▶
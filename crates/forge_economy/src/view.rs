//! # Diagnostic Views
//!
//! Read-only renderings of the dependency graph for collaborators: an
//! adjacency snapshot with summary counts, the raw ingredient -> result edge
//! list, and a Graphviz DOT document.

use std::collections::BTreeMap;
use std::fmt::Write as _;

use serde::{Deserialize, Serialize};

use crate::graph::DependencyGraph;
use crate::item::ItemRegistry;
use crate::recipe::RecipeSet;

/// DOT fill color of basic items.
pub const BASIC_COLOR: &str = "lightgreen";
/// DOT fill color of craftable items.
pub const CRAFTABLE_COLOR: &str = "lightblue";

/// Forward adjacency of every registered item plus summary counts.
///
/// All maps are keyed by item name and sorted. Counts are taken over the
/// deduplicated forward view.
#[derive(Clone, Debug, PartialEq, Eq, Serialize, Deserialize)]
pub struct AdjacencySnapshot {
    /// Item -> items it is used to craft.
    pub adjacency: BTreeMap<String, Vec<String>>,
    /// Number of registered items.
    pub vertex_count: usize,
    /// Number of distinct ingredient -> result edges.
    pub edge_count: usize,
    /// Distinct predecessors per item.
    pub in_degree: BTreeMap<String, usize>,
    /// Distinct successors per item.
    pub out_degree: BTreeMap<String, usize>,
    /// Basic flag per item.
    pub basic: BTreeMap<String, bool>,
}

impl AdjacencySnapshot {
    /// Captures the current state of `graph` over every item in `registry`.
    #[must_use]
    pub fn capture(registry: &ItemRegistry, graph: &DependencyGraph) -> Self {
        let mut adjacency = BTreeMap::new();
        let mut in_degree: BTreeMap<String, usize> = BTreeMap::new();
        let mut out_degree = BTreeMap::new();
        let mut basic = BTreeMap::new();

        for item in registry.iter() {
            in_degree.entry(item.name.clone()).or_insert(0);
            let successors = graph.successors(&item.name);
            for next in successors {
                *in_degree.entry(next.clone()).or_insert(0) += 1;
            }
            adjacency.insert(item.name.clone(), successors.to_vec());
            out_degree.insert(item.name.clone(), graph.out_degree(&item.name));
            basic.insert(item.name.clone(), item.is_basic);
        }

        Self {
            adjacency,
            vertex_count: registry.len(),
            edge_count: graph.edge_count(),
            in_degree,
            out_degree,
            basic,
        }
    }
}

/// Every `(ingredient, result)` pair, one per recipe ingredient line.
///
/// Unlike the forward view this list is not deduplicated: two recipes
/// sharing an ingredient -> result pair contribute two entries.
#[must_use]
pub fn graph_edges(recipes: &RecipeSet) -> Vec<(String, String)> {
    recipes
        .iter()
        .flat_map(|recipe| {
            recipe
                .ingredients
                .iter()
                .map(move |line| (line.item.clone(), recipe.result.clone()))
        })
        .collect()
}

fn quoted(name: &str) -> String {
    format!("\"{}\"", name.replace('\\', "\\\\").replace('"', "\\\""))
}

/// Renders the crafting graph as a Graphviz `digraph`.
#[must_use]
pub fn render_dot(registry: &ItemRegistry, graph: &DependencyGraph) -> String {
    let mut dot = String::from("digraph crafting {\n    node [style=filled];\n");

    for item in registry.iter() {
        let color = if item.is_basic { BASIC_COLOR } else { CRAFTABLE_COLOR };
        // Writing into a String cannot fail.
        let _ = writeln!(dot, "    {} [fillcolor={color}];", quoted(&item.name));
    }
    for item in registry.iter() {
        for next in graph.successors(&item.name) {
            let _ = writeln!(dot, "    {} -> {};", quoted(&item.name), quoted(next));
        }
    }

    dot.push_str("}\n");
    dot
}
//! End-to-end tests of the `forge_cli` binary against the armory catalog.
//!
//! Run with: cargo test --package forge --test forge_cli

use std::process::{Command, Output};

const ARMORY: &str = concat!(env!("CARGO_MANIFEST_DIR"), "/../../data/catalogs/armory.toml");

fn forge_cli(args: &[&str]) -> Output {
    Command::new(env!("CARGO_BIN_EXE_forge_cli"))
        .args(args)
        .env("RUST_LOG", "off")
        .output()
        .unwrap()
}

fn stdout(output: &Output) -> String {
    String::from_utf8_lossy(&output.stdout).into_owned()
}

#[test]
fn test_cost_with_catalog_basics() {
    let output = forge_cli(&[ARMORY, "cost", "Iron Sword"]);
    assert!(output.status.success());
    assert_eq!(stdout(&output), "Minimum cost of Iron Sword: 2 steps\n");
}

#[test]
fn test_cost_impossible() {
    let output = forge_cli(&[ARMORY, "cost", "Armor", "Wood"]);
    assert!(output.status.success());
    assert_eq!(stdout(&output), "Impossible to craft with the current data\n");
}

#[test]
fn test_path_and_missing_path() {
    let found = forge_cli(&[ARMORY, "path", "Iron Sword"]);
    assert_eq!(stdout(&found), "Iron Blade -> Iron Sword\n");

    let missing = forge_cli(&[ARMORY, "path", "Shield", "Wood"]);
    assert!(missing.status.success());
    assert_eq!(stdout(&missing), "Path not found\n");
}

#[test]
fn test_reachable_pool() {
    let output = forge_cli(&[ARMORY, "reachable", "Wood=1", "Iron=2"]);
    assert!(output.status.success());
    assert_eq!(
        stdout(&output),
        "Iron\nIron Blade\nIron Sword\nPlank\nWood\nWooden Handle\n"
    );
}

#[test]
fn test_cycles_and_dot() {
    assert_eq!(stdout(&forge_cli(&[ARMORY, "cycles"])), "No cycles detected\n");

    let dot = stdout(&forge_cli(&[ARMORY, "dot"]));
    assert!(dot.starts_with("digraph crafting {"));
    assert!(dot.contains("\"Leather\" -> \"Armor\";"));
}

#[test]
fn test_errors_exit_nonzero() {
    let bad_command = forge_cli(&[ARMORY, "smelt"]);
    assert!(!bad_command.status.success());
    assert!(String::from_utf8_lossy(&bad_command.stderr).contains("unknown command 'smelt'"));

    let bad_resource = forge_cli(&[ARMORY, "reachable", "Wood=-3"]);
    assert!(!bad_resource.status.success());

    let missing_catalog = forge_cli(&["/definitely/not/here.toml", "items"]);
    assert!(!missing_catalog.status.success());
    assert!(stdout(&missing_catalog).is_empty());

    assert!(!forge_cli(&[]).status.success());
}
◀
**Instructions for the task**
How many lines of the listing include the string "crafting"? Answer with the number alone.

**Response to the task**
3